_What is being asked_.
Reproduce the opening lines of the records exactly, up to and including the line in which "use crate::utils::html::escape;" occurs.

Stored items:
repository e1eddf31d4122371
//! Small shared helpers.

pub mod html;
pub mod mime;
pub mod path;
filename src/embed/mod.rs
//! Embedded HTML templates.
//!
//! # Module Structure
//!
//! - `template` - Template types for typed variable injection
//! - `serve` - Dev server error pages (403, 404, 405, 500)
//! - `page` - Router page bodies, the inline error view and the fatal view
//!
//! Placeholder values are HTML-escaped by the `TemplateVars` impls, so
//! callers pass raw text.
//!
//! # Usage
//!
//! ```ignore
//! use embed::serve::{NOT_FOUND_HTML, NotFoundVars};
//!
//! let html = NOT_FOUND_HTML.render(&NotFoundVars { path: "/missing.css".into() });
//! ```

mod template;

pub use template::{Template, TemplateVars};

use crate::utils::html::escape;

/// Variables for templates that show an error message.
pub struct MessageVars {
    pub message: String,
}

impl TemplateVars for MessageVars {
    fn apply(&self, content: &str) -> String {
        content.replace("__MESSAGE__", &escape(&self.message))
    }
}

pub mod serve {
    use super::{MessageVars, Template, TemplateVars, escape};

    /// Variables for 404.html.
    pub struct NotFoundVars {
        pub path: String,
    }

    impl TemplateVars for NotFoundVars {
        fn apply(&self, content: &str) -> String {
            content.replace("__PATH__", &escape(&self.path))
        }
    }

    pub const FORBIDDEN_HTML: Template<()> = Template::new(include_str!("serve/403.html"));

    pub const NOT_FOUND_HTML: Template<NotFoundVars> =
        Template::new(include_str!("serve/404.html"));

    pub const METHOD_NOT_ALLOWED_HTML: Template<()> =
        Template::new(include_str!("serve/405.html"));

    pub const SERVER_ERROR_HTML: Template<MessageVars> =
        Template::new(include_str!("serve/500.html"));
}

pub mod page {
    use super::{MessageVars, Template, TemplateVars, escape};

    /// Variables for the learning paths page. `cards` is trusted markup.
    pub struct PathCardsVars {
        pub cards: String,
    }

    impl TemplateVars for PathCardsVars {
        fn apply(&self, content: &str) -> String {
            content.replace("__PATH_CARDS__", &self.cards)
        }
    }

    /// Variables for the resources page. `cards` is trusted markup.
    pub struct ResourceCardsVars {
        pub cards: String,
    }

    impl TemplateVars for ResourceCardsVars {
        fn apply(&self, content: &str) -> String {
            content.replace("__RESOURCE_CARDS__", &self.cards)
        }
    }

    /// Variables for the inline error view.
    pub struct ErrorPanelVars {
        pub message: String,
        pub home: String,
    }

    impl TemplateVars for ErrorPanelVars {
        fn apply(&self, content: &str) -> String {
            content
                .replace("__MESSAGE__", &escape(&self.message))
                .replace("__HOME__", &escape(&self.home))
        }
    }

    pub const LEARNING_PATHS_HTML: Template<PathCardsVars> =
        Template::new(include_str!("page/learning-paths.html"));

    pub const RESOURCES_HTML: Template<ResourceCardsVars> =
        Template::new(include_str!("page/resources.html"));

    pub const CAREER_GUIDE_HTML: Template<()> =
        Template::new(include_str!("page/career-guide.html"));

    pub const ABOUT_HTML: Template<()> = Template::new(include_str!("page/about.html"));

    /// Body for routes without a dedicated page.
    pub const DEFAULT_HTML: Template<()> = Template::new(include_str!("page/default.html"));

    pub const ERROR_PANEL_HTML: Template<ErrorPanelVars> =
        Template::new(include_str!("page/error.html"));

    pub const FATAL_HTML: Template<MessageVars> =
        Template::new(include_str!("page/fatal.html"));
}
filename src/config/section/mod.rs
//! Configuration section definitions.
//!
//! Each module corresponds to a section in `mlg.toml`:
//!
//! | Module     | TOML Section   | Purpose                              |
//! |------------|----------------|--------------------------------------|
//! | `app`      | `[app]`        | Name, version, storage location      |
//! | `data`     | `[data]`       | Dataset root, remote base URL        |
//! | `features` | `[features]`   | Feature switches                     |
//! | `language` | `[language]`   | Default and supported languages      |
//! | `routing`  | `[routing]`    | Route table (`[routing.pages.<id>]`) |
//! | `serve`    | `[serve]`      | Development server                   |
//! | `theme`    | `[theme]`      | Available and default themes         |

mod app;
mod data;
mod features;
mod language;
mod routing;
mod serve;
mod theme;

pub use app::AppConfig;
pub use data::DataConfig;
pub use features::FeaturesConfig;
pub use language::LanguageConfig;
pub use routing::{PageConfig, RoutingConfig};
pub use serve::{ServeConfig, StaticMapping};
pub use theme::ThemeConfig;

_Answer for the task_.
repository e1eddf31d4122371
//! Small shared helpers.

pub mod html;
pub mod mime;
pub mod path;
filename src/embed/mod.rs
//! Embedded HTML templates.
//!
//! # Module Structure
//!
//! - `template` - Template types for typed variable injection
//! - `serve` - Dev server error pages (403, 404, 405, 500)
//! - `page` - Router page bodies, the inline error view and the fatal view
//!
//! Placeholder values are HTML-escaped by the `TemplateVars` impls, so
//! callers pass raw text.
//!
//! # Usage
//!
//! ```ignore
//! use embed::serve::{NOT_FOUND_HTML, NotFoundVars};
//!
//! let html = NOT_FOUND_HTML.render(&NotFoundVars { path: "/missing.css".into() });
//! ```

mod template;

pub use template::{Template, TemplateVars};

use crate::utils::html::escape;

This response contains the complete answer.